Listed entries »
# # # # # # #
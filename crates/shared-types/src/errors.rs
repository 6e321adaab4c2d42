//! # Error Types
//!
//! Defines the error taxonomy used across subsystems.
//!
//! | Variant | Meaning | Propagation |
//! |---------|---------|-------------|
//! | `Config` | Missing/invalid setting, unknown plugin key, bad store scheme | Fatal to the triggering operation |
//! | `Io` | Filesystem failure | Surfaced to the caller or listener |
//! | `Remote` | Network fetch or handshake failure | Surfaced to the listener |
//! | `Contract` | Double init, use before init, use after close | Fatal to the triggering call |
//! | `NotFound` | Named entity absent | Caller decides |

use std::fmt;

use thiserror::Error;

/// Errors that can occur anywhere in the host.
#[derive(Debug, Error)]
pub enum CoreError {
    /// Configuration error with enough context to locate the declaration.
    #[error("Configuration error [{context}]: {message}")]
    Config { context: String, message: String },

    /// Local I/O failure.
    #[error("I/O error [{context}]: {source}")]
    Io {
        context: String,
        #[source]
        source: std::io::Error,
    },

    /// Remote (network) failure.
    #[error("Remote error [{context}]: {message}")]
    Remote { context: String, message: String },

    /// Lifecycle contract violated by the caller.
    #[error("Contract violation [{context}]: {message}")]
    Contract { context: String, message: String },

    /// Named entity does not exist.
    #[error("Not found: {0}")]
    NotFound(String),
}

/// Coarse classification of a [`CoreError`].
#[derive(Debug, Clone, Copy, PartialEq, Eq)]
pub enum ErrorKind {
    Config,
    Io,
    Remote,
    Contract,
    NotFound,
}

impl fmt::Display for ErrorKind {
    fn fmt(&self, f: &mut fmt::Formatter<'_>) -> fmt::Result {
        match self {
            Self::Config => write!(f, "config"),
            Self::Io => write!(f, "io"),
            Self::Remote => write!(f, "remote"),
            Self::Contract => write!(f, "contract"),
            Self::NotFound => write!(f, "not_found"),
        }
    }
}

impl CoreError {
    pub fn config(context: impl Into<String>, message: impl Into<String>) -> Self {
        Self::Config {
            context: context.into(),
            message: message.into(),
        }
    }

    pub fn io(context: impl Into<String>, source: std::io::Error) -> Self {
        Self::Io {
            context: context.into(),
            source,
        }
    }

    pub fn remote(context: impl Into<String>, message: impl Into<String>) -> Self {
        Self::Remote {
            context: context.into(),
            message: message.into(),
        }
    }

    pub fn contract(context: impl Into<String>, message: impl Into<String>) -> Self {
        Self::Contract {
            context: context.into(),
            message: message.into(),
        }
    }

    /// Get the classification of this error.
    #[must_use]
    pub fn kind(&self) -> ErrorKind {
        match self {
            Self::Config { .. } => ErrorKind::Config,
            Self::Io { .. } => ErrorKind::Io,
            Self::Remote { .. } => ErrorKind::Remote,
            Self::Contract { .. } => ErrorKind::Contract,
            Self::NotFound(_) => ErrorKind::NotFound,
        }
    }

    /// True for configuration errors.
    #[must_use]
    pub fn is_config(&self) -> bool {
        self.kind() == ErrorKind::Config
    }

    /// True for lifecycle contract violations.
    #[must_use]
    pub fn is_contract(&self) -> bool {
        self.kind() == ErrorKind::Contract
    }

    /// True when retrying later may succeed.
    #[must_use]
    pub fn is_transient(&self) -> bool {
        matches!(self.kind(), ErrorKind::Io | ErrorKind::Remote)
    }

    /// Prefix the context with an outer scope, e.g. the owning core name.
    #[must_use]
    pub fn within(self, scope: &str) -> Self {
        match self {
            Self::Config { context, message } => Self::Config {
                context: format!("{scope}/{context}"),
                message,
            },
            Self::Io { context, source } => Self::Io {
                context: format!("{scope}/{context}"),
                source,
            },
            Self::Remote { context, message } => Self::Remote {
                context: format!("{scope}/{context}"),
                message,
            },
            Self::Contract { context, message } => Self::Contract {
                context: format!("{scope}/{context}"),
                message,
            },
            Self::NotFound(what) => Self::NotFound(format!("{scope}/{what}")),
        }
    }
}

/// Result alias used across the workspace.
pub type CoreResult<T> = Result<T, CoreError>;
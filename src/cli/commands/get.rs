//! `passkeep get` — retrieve and print a single credential's secret.

use crate::cli::{prompt_passphrase, vault_path, Cli};
use crate::errors::Result;
use crate::vault::CredentialStore;

/// Execute the `get` command.
pub fn execute(cli: &Cli, handle: &str) -> Result<()> {
    let path = vault_path(cli)?;
    let passphrase = prompt_passphrase()?;

    // Retrieval bumps the handle's usage count, which feeds the
    // most-used-first ordering of `list`.
    let store = CredentialStore::open(&path);
    let secret = store.get_secret(handle, &passphrase)?;
    println!("{secret}");

    Ok(())
}
use clap::Parser;
use passkeep::cli::{Cli, Commands};

fn main() {
    let cli = Cli::parse();

    let result = match cli.command {
        Commands::Init => passkeep::cli::commands::init::execute(&cli),
        Commands::Add {
            ref handle,
            ref secret,
        } => passkeep::cli::commands::add::execute(&cli, handle, secret.as_deref()),
        Commands::Get { ref handle } => passkeep::cli::commands::get::execute(&cli, handle),
        Commands::List => passkeep::cli::commands::list::execute(&cli),
        Commands::Delete { ref handle, force } => {
            passkeep::cli::commands::delete::execute(&cli, handle, force)
        }
        Commands::ChangeMaster => passkeep::cli::commands::change_master::execute(&cli),
        Commands::Completions { ref shell } => passkeep::cli::commands::completions::execute(shell),
    };

    if let Err(e) = result {
        passkeep::cli::output::error(&e.to_string());
        std::process::exit(1);
    }
}
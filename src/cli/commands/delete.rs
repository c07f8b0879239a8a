//! `passkeep delete` — remove a credential from the vault.

use dialoguer::Confirm;

use crate::cli::output;
use crate::cli::{prompt_passphrase, vault_path, Cli};
use crate::errors::{PasskeepError, Result};
use crate::vault::CredentialStore;

/// Execute the `delete` command.
pub fn execute(cli: &Cli, handle: &str, force: bool) -> Result<()> {
    let path = vault_path(cli)?;

    // Unless --force is set, ask for confirmation before deleting.
    if !force {
        let confirmed = Confirm::new()
            .with_prompt(format!("Delete credential '{handle}'?"))
            .default(false)
            .interact()
            .map_err(|e| PasskeepError::CommandFailed(format!("confirm prompt: {e}")))?;

        if !confirmed {
            output::info("Cancelled.");
            return Ok(());
        }
    }

    let passphrase = prompt_passphrase()?;
    let store = CredentialStore::open(&path);
    store.delete(handle, &passphrase)?;

    output::success(&format!("Deleted credential '{handle}'"));

    Ok(())
}
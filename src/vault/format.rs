//! On-disk vault file layout and atomic writes.
//!
//! A vault file is the 16-byte IV followed directly by the ciphertext:
//!
//! ```text
//! [IV: 16 bytes][AES-256-CBC ciphertext: rest of file]
//! ```
//!
//! There is no magic, no version byte, and no integrity tag; the only
//! structure is the IV split.  Writes go through a temp file in the
//! same directory plus a rename, so readers never see a half-written
//! file and a failed cycle leaves the previous bytes intact.

use std::fs;
use std::path::Path;

use crate::crypto::IV_LEN;
use crate::errors::{PasskeepError, Result};

/// Write `iv` followed by `ciphertext` to `path` **atomically**.
///
/// 1. Assemble the full blob in memory.
/// 2. Write it to a temp file in the same directory.
/// 3. Rename the temp file over the target path.
///
/// The temp file lives next to the target so the rename stays on one
/// filesystem and is guaranteed atomic.
pub fn write_vault_file(path: &Path, iv: &[u8; IV_LEN], ciphertext: &[u8]) -> Result<()> {
    let mut buf = Vec::with_capacity(IV_LEN + ciphertext.len());
    buf.extend_from_slice(iv);
    buf.extend_from_slice(ciphertext);

    let parent = path.parent().unwrap_or(Path::new("."));
    let tmp_path = parent.join(format!(
        ".{}.tmp",
        path.file_name().unwrap_or_default().to_string_lossy()
    ));

    fs::write(&tmp_path, &buf)?;
    fs::rename(&tmp_path, path)?;

    Ok(())
}

/// Read a vault file from disk and split it into IV and ciphertext.
///
/// A file too short to hold an IV is reported with the same error kind
/// as a wrong key: the store cannot tell corruption and a bad
/// passphrase apart, and does not try to.
pub fn read_vault_file(path: &Path) -> Result<([u8; IV_LEN], Vec<u8>)> {
    if !path.exists() {
        return Err(PasskeepError::VaultNotFound(path.to_path_buf()));
    }

    let data = fs::read(path)?;

    if data.len() < IV_LEN {
        return Err(PasskeepError::AuthFailed);
    }

    let (iv_bytes, ciphertext) = data.split_at(IV_LEN);
    let mut iv = [0u8; IV_LEN];
    iv.copy_from_slice(iv_bytes);

    Ok((iv, ciphertext.to_vec()))
}
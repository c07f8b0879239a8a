//! Configuration module — project-level settings from `.passkeep.toml`.

pub mod settings;

pub use settings::Settings;
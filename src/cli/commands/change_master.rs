//! `passkeep change-master` — re-encrypt the vault under a new passphrase.
//!
//! Loads the vault under the old passphrase, then writes the identical
//! contents back encrypted under the new one. Handles, secrets, and
//! usage counts are untouched.

use crate::cli::output;
use crate::cli::{prompt_new_passphrase, prompt_passphrase, vault_path, Cli};
use crate::errors::Result;
use crate::vault::CredentialStore;

/// Execute the `change-master` command.
pub fn execute(cli: &Cli) -> Result<()> {
    let path = vault_path(cli)?;
    let store = CredentialStore::open(&path);

    output::info("Enter your current master passphrase.");
    let old_passphrase = prompt_passphrase()?;

    output::info("Choose your new master passphrase.");
    let new_passphrase = prompt_new_passphrase()?;

    store.change_master(&new_passphrase, &old_passphrase)?;

    output::success("Master passphrase changed");

    Ok(())
}
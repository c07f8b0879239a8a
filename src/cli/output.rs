//! Colored terminal output helpers.
//!
//! All user-facing output goes through these functions so we get
//! consistent styling across every command.

use comfy_table::{ContentArrangement, Table};
use console::style;

/// Print a green success message: "check_mark {msg}"
pub fn success(msg: &str) {
    println!("{} {}", style("\u{2713}").green().bold(), msg);
}

/// Print a red error message: "x_mark {msg}"
pub fn error(msg: &str) {
    eprintln!("{} {}", style("\u{2717}").red().bold(), msg);
}

/// Print a yellow warning: "warning_sign {msg}"
pub fn warning(msg: &str) {
    eprintln!("{} {}", style("\u{26a0}").yellow().bold(), msg);
}

/// Print a blue info message: "info_sign {msg}"
pub fn info(msg: &str) {
    println!("{} {}", style("\u{2139}").blue().bold(), msg);
}

/// Print a dim tip/hint: "arrow {msg}"
pub fn tip(msg: &str) {
    println!("{} {}", style("\u{2192}").dim(), style(msg).dim());
}

/// Print a table of handles with their usage counts.
///
/// The caller passes the pairs already sorted; this function only
/// renders them.
pub fn print_handles_table(handles: &[(u64, String)]) {
    if handles.is_empty() {
        info("No credentials in this vault yet.");
        tip("Run `passkeep add <HANDLE>` to store your first secret.");
        return;
    }

    let mut table = Table::new();
    table.set_content_arrangement(ContentArrangement::Dynamic);
    table.set_header(vec!["Usage", "Handle"]);

    for (count, handle) in handles {
        table.add_row(vec![count.to_string(), handle.clone()]);
    }

    println!("{table}");
}
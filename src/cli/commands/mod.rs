//! Command implementations — one module per subcommand, each exposing
//! an `execute` function called from `main`.

pub mod add;
pub mod change_master;
pub mod completions;
pub mod delete;
pub mod get;
pub mod init;
pub mod list;
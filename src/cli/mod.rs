//! CLI module — Clap argument parser, output helpers, and command implementations.

pub mod commands;
pub mod output;

use clap::Parser;

use zeroize::Zeroizing;

use crate::config::Settings;
use crate::errors::{PasskeepError, Result};

/// Minimum length for newly chosen master passphrases.
const MIN_PASSPHRASE_LEN: usize = 8;

/// Environment variable consulted before any interactive prompt.
pub const PASSPHRASE_ENV: &str = "PASSKEEP_PASSPHRASE";

/// Passkeep CLI: password-protected credential store.
#[derive(Parser)]
#[command(
    name = "passkeep",
    about = "Password-protected credential store",
    version
)]
pub struct Cli {
    #[command(subcommand)]
    pub command: Commands,

    /// Vault directory (default: .passkeep, or the configured value)
    #[arg(long, global = true)]
    pub vault_dir: Option<String>,
}

/// All available subcommands.
#[derive(clap::Subcommand)]
pub enum Commands {
    /// Create a new, empty vault
    Init,

    /// Add a credential, or replace an existing one's secret
    Add {
        /// Handle identifying the credential (e.g. "email")
        handle: String,
        /// Secret value (omit for interactive prompt)
        secret: Option<String>,
    },

    /// Print a credential's secret
    Get {
        /// Handle to look up
        handle: String,
    },

    /// List all handles, most used first
    List,

    /// Delete a credential
    Delete {
        /// Handle to delete
        handle: String,
        /// Skip confirmation prompt
        #[arg(short, long)]
        force: bool,
    },

    /// Change the vault's master passphrase
    ChangeMaster,

    /// Generate shell completion scripts
    Completions {
        /// Shell to generate completions for (bash, zsh, fish, powershell)
        shell: String,
    },
}

// ---------------------------------------------------------------------------
// Shared helpers used by multiple commands
// ---------------------------------------------------------------------------

/// Build the full path to the vault file from the CLI arguments.
///
/// `--vault-dir` overrides the directory from `.passkeep.toml`; the
/// file name always comes from settings.
pub fn vault_path(cli: &Cli) -> Result<std::path::PathBuf> {
    let cwd = std::env::current_dir()?;
    let settings = Settings::load(&cwd)?;
    match &cli.vault_dir {
        Some(dir) => Ok(cwd.join(dir).join(&settings.vault_file)),
        None => Ok(settings.vault_path(&cwd)),
    }
}

/// Get the master passphrase, trying in order:
/// 1. `PASSKEEP_PASSPHRASE` env var (scripting/CI)
/// 2. Interactive hidden prompt
///
/// Returns `Zeroizing<String>` so the passphrase is wiped from memory on drop.
pub fn prompt_passphrase() -> Result<Zeroizing<String>> {
    if let Ok(pw) = std::env::var(PASSPHRASE_ENV) {
        if !pw.is_empty() {
            return Ok(Zeroizing::new(pw));
        }
    }

    let pw = dialoguer::Password::new()
        .with_prompt("Enter master passphrase")
        .interact()
        .map_err(|e| PasskeepError::CommandFailed(format!("passphrase prompt: {e}")))?;
    Ok(Zeroizing::new(pw))
}

/// Prompt for a new master passphrase with confirmation (used during
/// `init` and `change-master`).
///
/// Also respects `PASSKEEP_PASSPHRASE` for scripted usage.
/// Enforces a minimum passphrase length.
///
/// Returns `Zeroizing<String>` so the passphrase is wiped from memory on drop.
pub fn prompt_new_passphrase() -> Result<Zeroizing<String>> {
    if let Ok(pw) = std::env::var(PASSPHRASE_ENV) {
        if !pw.is_empty() {
            if pw.len() < MIN_PASSPHRASE_LEN {
                return Err(PasskeepError::CommandFailed(format!(
                    "passphrase must be at least {MIN_PASSPHRASE_LEN} characters"
                )));
            }
            return Ok(Zeroizing::new(pw));
        }
    }

    loop {
        let passphrase = dialoguer::Password::new()
            .with_prompt("Choose master passphrase")
            .with_confirmation(
                "Confirm master passphrase",
                "Passphrases do not match, try again",
            )
            .interact()
            .map_err(|e| PasskeepError::CommandFailed(format!("passphrase prompt: {e}")))?;

        if passphrase.len() < MIN_PASSPHRASE_LEN {
            output::warning(&format!(
                "Passphrase must be at least {MIN_PASSPHRASE_LEN} characters. Try again."
            ));
            continue;
        }

        return Ok(Zeroizing::new(passphrase));
    }
}
use std::path::PathBuf;
use thiserror::Error;

/// All errors that can occur in Passkeep.
#[derive(Debug, Error)]
pub enum PasskeepError {
    // --- Vault errors ---
    #[error("Authentication failed — wrong master passphrase or corrupted vault")]
    AuthFailed,

    #[error("Handle '{0}' not found in the vault")]
    HandleNotFound(String),

    #[error("Vault not found at {0}")]
    VaultNotFound(PathBuf),

    #[error("Vault already exists at {0}")]
    VaultAlreadyExists(PathBuf),

    // --- Config errors ---
    #[error("Config file error: {0}")]
    ConfigError(String),

    // --- Serialization errors ---
    #[error("Serialization error: {0}")]
    SerializationError(String),

    // --- IO errors ---
    #[error("IO error: {0}")]
    Io(#[from] std::io::Error),

    // --- CLI errors ---
    #[error("Command failed: {0}")]
    CommandFailed(String),
}

/// Convenience type alias for Passkeep results.
pub type Result<T> = std::result::Result<T, PasskeepError>;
# # # # # # #
Work task »
Determine how many lines in the records above have the string "const". Only the number should be returned.

Solved problem »
2